> **WHAT THIS TASK INVOLVES**
This task calls for copying every line of the records that includes the word "self".

> **RECORDS SHOWN**
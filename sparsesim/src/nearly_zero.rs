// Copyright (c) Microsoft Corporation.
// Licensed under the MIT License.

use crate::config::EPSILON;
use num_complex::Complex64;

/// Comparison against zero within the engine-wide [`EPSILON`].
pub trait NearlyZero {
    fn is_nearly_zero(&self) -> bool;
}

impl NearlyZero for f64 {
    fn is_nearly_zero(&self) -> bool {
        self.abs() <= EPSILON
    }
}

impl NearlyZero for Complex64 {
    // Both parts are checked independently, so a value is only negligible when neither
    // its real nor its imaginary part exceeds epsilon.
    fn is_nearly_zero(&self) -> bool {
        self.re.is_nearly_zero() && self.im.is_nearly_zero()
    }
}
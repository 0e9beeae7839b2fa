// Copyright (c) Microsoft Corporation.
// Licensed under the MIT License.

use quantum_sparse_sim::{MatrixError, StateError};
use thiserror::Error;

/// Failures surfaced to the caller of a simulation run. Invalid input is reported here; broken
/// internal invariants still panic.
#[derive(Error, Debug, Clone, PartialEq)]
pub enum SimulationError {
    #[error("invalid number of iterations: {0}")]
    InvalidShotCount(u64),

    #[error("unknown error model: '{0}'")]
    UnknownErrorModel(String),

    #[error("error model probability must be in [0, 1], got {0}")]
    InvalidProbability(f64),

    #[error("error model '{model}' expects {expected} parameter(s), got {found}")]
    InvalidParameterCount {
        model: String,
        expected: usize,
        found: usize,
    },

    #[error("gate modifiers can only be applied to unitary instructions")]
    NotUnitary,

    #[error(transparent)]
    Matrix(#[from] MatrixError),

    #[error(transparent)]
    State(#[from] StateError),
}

> **RESPONSE AREA**
    fn is_nearly_zero(&self) -> bool;
    fn is_nearly_zero(&self) -> bool {
        self.abs() <= EPSILON
    fn is_nearly_zero(&self) -> bool {
        self.re.is_nearly_zero() && self.im.is_nearly_zero()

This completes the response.